= Beginning of Section =

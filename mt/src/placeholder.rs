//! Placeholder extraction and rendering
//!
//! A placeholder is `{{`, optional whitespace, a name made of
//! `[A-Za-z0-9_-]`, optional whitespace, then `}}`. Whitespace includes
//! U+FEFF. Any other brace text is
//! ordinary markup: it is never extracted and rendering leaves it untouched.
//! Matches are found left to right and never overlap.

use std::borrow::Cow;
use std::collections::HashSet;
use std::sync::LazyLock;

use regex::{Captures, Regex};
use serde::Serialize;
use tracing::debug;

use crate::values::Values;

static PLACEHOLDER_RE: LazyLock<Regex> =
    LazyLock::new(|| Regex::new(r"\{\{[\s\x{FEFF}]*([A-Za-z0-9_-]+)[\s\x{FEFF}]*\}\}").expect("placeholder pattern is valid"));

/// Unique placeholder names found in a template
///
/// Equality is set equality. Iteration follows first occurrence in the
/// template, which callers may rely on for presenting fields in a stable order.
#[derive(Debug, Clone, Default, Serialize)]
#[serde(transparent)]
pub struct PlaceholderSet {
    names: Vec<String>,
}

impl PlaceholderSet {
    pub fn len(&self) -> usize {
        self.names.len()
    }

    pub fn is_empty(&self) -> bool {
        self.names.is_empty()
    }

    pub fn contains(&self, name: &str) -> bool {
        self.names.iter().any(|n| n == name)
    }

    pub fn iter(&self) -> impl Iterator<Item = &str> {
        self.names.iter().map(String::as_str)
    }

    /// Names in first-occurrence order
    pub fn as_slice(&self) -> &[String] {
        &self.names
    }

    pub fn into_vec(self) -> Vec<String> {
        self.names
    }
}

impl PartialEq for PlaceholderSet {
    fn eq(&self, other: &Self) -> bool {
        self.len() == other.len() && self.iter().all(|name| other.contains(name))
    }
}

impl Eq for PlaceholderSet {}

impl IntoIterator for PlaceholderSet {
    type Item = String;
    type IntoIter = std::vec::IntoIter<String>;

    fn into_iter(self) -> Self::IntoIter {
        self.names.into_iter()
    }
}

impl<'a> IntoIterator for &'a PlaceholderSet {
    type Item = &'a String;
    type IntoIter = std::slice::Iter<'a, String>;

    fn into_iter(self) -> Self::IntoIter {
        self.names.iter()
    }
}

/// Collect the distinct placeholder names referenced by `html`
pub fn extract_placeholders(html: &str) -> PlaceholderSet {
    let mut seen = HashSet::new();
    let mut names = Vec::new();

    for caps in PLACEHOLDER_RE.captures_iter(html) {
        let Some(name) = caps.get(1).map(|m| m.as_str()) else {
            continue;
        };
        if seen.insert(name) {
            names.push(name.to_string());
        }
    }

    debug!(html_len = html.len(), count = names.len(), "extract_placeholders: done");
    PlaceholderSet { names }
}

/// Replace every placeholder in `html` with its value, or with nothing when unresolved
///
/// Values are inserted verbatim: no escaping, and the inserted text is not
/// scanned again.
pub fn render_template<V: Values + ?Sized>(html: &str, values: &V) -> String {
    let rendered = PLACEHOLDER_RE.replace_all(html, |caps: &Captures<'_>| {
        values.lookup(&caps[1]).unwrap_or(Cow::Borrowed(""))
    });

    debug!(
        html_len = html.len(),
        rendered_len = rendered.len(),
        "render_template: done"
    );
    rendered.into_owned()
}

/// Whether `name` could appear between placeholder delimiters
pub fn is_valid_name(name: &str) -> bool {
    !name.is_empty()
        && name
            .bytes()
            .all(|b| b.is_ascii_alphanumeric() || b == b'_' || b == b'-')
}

= End of Section =
= Beginning of Section =

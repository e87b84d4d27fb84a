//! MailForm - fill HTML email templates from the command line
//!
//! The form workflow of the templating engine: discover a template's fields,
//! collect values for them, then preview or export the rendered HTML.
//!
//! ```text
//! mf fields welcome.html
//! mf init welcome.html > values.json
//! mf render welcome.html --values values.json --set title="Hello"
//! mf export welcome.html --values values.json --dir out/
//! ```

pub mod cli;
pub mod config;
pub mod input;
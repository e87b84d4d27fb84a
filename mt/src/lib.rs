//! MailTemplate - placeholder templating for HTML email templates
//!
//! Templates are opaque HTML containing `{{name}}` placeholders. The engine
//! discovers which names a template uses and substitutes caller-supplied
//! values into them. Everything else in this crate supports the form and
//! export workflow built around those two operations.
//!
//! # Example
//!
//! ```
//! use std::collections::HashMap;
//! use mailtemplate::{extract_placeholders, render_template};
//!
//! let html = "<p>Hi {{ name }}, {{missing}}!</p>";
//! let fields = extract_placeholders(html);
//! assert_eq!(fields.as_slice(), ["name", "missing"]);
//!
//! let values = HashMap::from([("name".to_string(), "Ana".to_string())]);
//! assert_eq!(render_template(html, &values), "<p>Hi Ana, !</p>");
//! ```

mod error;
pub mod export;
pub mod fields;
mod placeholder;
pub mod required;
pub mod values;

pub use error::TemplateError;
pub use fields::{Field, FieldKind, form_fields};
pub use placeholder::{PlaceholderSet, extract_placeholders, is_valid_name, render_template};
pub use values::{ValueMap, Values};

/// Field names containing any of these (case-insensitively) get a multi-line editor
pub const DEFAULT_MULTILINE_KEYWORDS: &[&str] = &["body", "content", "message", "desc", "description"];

= End of Section =

* _YOUR OBJECTIVE_
The line above containing "use std::collections::HashSet;", the line containing "static PLACEHOLDER_RE: LazyLock<Regex>", and every line between them are to be transcribed exactly; no other line is wanted.

* _WRITTEN ANSWER_
use std::collections::HashSet;
use std::sync::LazyLock;

use regex::{Captures, Regex};
use serde::Serialize;
use tracing::debug;

use crate::values::Values;

static PLACEHOLDER_RE: LazyLock<Regex> =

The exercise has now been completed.